Tuesday 12 April 2016

UGANDA: Kidepo Valley National Park Home To World’s Most Rare Animal Species

That Uganda is gifted by nature is an assertion very few can dispute, especially when you taste nature by visiting Kidepo Valley National Park.

When most people talk about Kidepo Valley National Park, what strikes their mind are the elephants.

Although elephants are herbivores known to consume only plant life, there is a rare species called Bull Bull that takes kwete, a local brew, and residues of a local potent gin, (ajono), as food.

But beyond the elephants, the park is home to the giraffe (Giraffa Camelopardalis), an African even-toed ungulate mammal, the tallest living terrestrial animal and the largest ruminant.

Its species name, girraffe Camepardalis, refers to its camel-like shape and its leopard-like colouring.

“Kidepo Valley National Park is a biodiversity park. It is not only about elephants but also the famous giraffes,” said Phillip Akorony, a guide.

Akorony says the giraffe is the tallest mammal in the world with new born babies being taller than humans.
According to him, it is the only mammal that spends most of its life standing because it even sleeps, gives birth standing.

“Giraffes often spend 10 minutes and two hours asleep making it the only mammal with the shortest sleep requirements,” added Akorony.
He said giraffes are sociable, peaceful animals that rarely fight although males perform a behaviour called necking where they hit the necks, however, these encounters really last more than a couple of minutes and seldom result in injury.

The warden in charge of information, research and tourism, Herbert Kitimbo, says just like snowflakes and human finger prints, there are no girraffes having the same spot pattern.

“Their tongues are about 45cm long and are especially adapted to allow girraffes to forage trees that other animals would avoid such as acacia which are thorny. The giraffe is a symbol of intuition and flexibility,” said Kitimbo.

When it comes to giraffes, Kidepo park stands out, this invaluable natural resource has been visited and revisited and its extra-ordinary features shape its outstanding beauty, which remain a myth to those who have not visited it.

Records at Kidepo indicate that the park has about 36 giraffes spread all over the area.

“When we visited the park to do statistics, we found 36 but later when tourists came around to see them, they walked and managed to only get 32 giraffes, so this means that we have between 30 and 38 giraffes at the park,” said Mr Kitimbo.

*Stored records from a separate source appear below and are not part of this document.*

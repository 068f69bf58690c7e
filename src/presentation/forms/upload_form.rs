use axum::extract::Multipart;
use axum::extract::multipart::MultipartError;

use crate::domain::OutputFormat;

pub const AUDIO_FILE_FIELD: &str = "audio_file";
pub const FILE_TYPE_FIELD: &str = "file_type";

const REQUIRED: &str = "This field is required.";
const EMPTY_FILE: &str = "The submitted file is empty.";

#[derive(Debug, Clone, PartialEq, Eq)]
pub struct UploadedFile {
    pub file_name: Option<String>,
    pub data: Vec<u8>,
}

/// Raw form fields as received, before validation.
#[derive(Debug, Clone, Default, PartialEq, Eq)]
pub struct UploadForm {
    pub audio_file: Option<UploadedFile>,
    pub file_type: Option<String>,
}

/// A submission that passed validation.
#[derive(Debug, Clone, PartialEq, Eq)]
pub struct UploadSubmission {
    pub audio: Vec<u8>,
    pub file_name: String,
    pub output_format: OutputFormat,
}

#[derive(Debug, Clone, Default, PartialEq, Eq)]
pub struct FormErrors {
    pub audio_file: Vec<String>,
    pub file_type: Vec<String>,
    pub non_field: Vec<String>,
}

impl FormErrors {
    pub fn non_field(message: impl Into<String>) -> Self {
        Self {
            non_field: vec![message.into()],
            ..Self::default()
        }
    }

    pub fn is_empty(&self) -> bool {
        self.audio_file.is_empty() && self.file_type.is_empty() && self.non_field.is_empty()
    }
}

/// Validation failure, carrying what the re-rendered form needs.
#[derive(Debug, Clone, PartialEq, Eq)]
pub struct InvalidUpload {
    pub errors: FormErrors,
    pub selected: OutputFormat,
}

impl UploadForm {
    pub async fn from_multipart(multipart: &mut Multipart) -> Result<Self, MultipartError> {
        let mut form = Self::default();

        while let Some(field) = multipart.next_field().await? {
            let name = field.name().map(str::to_string);
            match name.as_deref() {
                Some(AUDIO_FILE_FIELD) => {
                    let file_name = field.file_name().map(str::to_string);
                    let data = field.bytes().await?.to_vec();
                    form.audio_file = Some(UploadedFile { file_name, data });
                }
                Some(FILE_TYPE_FIELD) => {
                    form.file_type = Some(field.text().await?);
                }
                other => {
                    tracing::debug!(field = ?other, "Ignoring unknown form field");
                }
            }
        }

        Ok(form)
    }

    pub fn validate(self) -> Result<UploadSubmission, InvalidUpload> {
        let mut errors = FormErrors::default();

        // Browsers send an unnamed, empty part when no file was chosen.
        let audio = match self.audio_file {
            Some(UploadedFile {
                file_name: Some(name),
                data,
            }) if !name.is_empty() => {
                if data.is_empty() {
                    errors.audio_file.push(EMPTY_FILE.to_string());
                    None
                } else {
                    Some((name, data))
                }
            }
            _ => {
                errors.audio_file.push(REQUIRED.to_string());
                None
            }
        };

        let output_format = match self.file_type.as_deref().map(str::trim) {
            None | Some("") => {
                errors.file_type.push(REQUIRED.to_string());
                None
            }
            Some(value) => match OutputFormat::from_form_value(value) {
                Some(format) => Some(format),
                None => {
                    errors.file_type.push(format!(
                        "Select a valid choice. {} is not one of the available choices.",
                        value
                    ));
                    None
                }
            },
        };

        match (audio, output_format) {
            (Some((file_name, audio)), Some(output_format)) => Ok(UploadSubmission {
                audio,
                file_name,
                output_format,
            }),
            (_, selected) => Err(InvalidUpload {
                errors,
                selected: selected.unwrap_or_default(),
            }),
        }
    }
}
use std::io::{self, Write};
use std::path::{Path, PathBuf};

use async_trait::async_trait;

use crate::application::ports::{ScratchFile, ScratchStore, ScratchStoreError};

const SCRATCH_PREFIX: &str = "upload-";
const SCRATCH_SUFFIX: &str = ".audio";

/// Stages uploads as randomly named files under a base directory.
pub struct LocalScratchStore {
    base_path: PathBuf,
}

impl LocalScratchStore {
    pub fn new(base_path: PathBuf) -> Result<Self, ScratchStoreError> {
        std::fs::create_dir_all(&base_path).map_err(ScratchStoreError::CreateFailed)?;
        Ok(Self { base_path })
    }

    pub fn base_path(&self) -> &Path {
        &self.base_path
    }
}

fn stage_blocking(base_path: &Path, data: &[u8]) -> Result<ScratchFile, ScratchStoreError> {
    let mut file = tempfile::Builder::new()
        .prefix(SCRATCH_PREFIX)
        .suffix(SCRATCH_SUFFIX)
        .tempfile_in(base_path)
        .map_err(ScratchStoreError::CreateFailed)?;

    // On failure the NamedTempFile is dropped and removes itself.
    file.write_all(data)
        .and_then(|_| file.flush())
        .map_err(ScratchStoreError::WriteFailed)?;

    let path = file
        .into_temp_path()
        .keep()
        .map_err(|e| ScratchStoreError::CreateFailed(e.error))?;

    Ok(ScratchFile::new(path))
}

#[async_trait]
impl ScratchStore for LocalScratchStore {
    async fn stage(&self, data: &[u8]) -> Result<ScratchFile, ScratchStoreError> {
        let base_path = self.base_path.clone();
        let data = data.to_vec();

        tokio::task::spawn_blocking(move || stage_blocking(&base_path, &data))
            .await
            .map_err(|e| ScratchStoreError::WriteFailed(io::Error::other(e)))?
    }
}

Kidepo Valley National Park was established in the 1960s under the first rule of president Milton Obote (1962 - 1971). The national park overlooks the expansive grassy plains dotted with big rocky outcrops and flanked by steep jagged mountains with the summit ridges of Napore Range, Taan hills and Natera hills, part of Nyangea, Morongole and Zuulia forest reserves are located within the park.

The few who make the journey north through the wild frontier region of Karamoja to visit it, would agree that it is among the most magnificent in Africa’s finest wilderness.

The area conservation manager, Johnson Masereka, says Kidepo has the most exciting fauna of any Ugandan national park with 77 species of mammals, several of which are (in Uganda) restricted to Kidepo Valley National Park.

Just look at those localised carnivores, the bat-eared fox, the stripped hyena, Aardwolf, Caraca and Cheeta, lion, leopard, spotted hyena and black-backed and side stripped jackal, these are not in any other park.

He said besides the giraffes and carnivores, there are other large ungulates animals that make up the main tourist attraction at Kidepo and they include zebras, bush pigs, warthogs, water bucks, lions, reedbucks, oribi, buffaloes, crocodiles, elands, Jackson’s hartebeest, and five species of primates are also found in the park, including the endemic Kavirondo bush baby.

“The park also boasts about an extensive bird list of 463 species confirmed and 26 unconfirmed, second only in Uganda to Queen Elizabeth National park,” says Akorony.

Kidepo Valley National Park is a 1,442-sqKm (557 square miles) national park in the Karamoja sub-region of northeast Uganda, Kaabong District to be exact.

It is located approximately 220 km (140 miles), by road northwest of Moroto, the largest town in the sub-region. Kidepo has rugged savannah, dominated by the 2,750 metres (9,020 feet) Mt Morungole and transected by the Kidepo and Narus rivers. Tucked in Uganda’s most remote north-eastern corner, some 700km from Kampala and tucked between borders with Sudan and Kenya, Kidepo valley is an isolated park.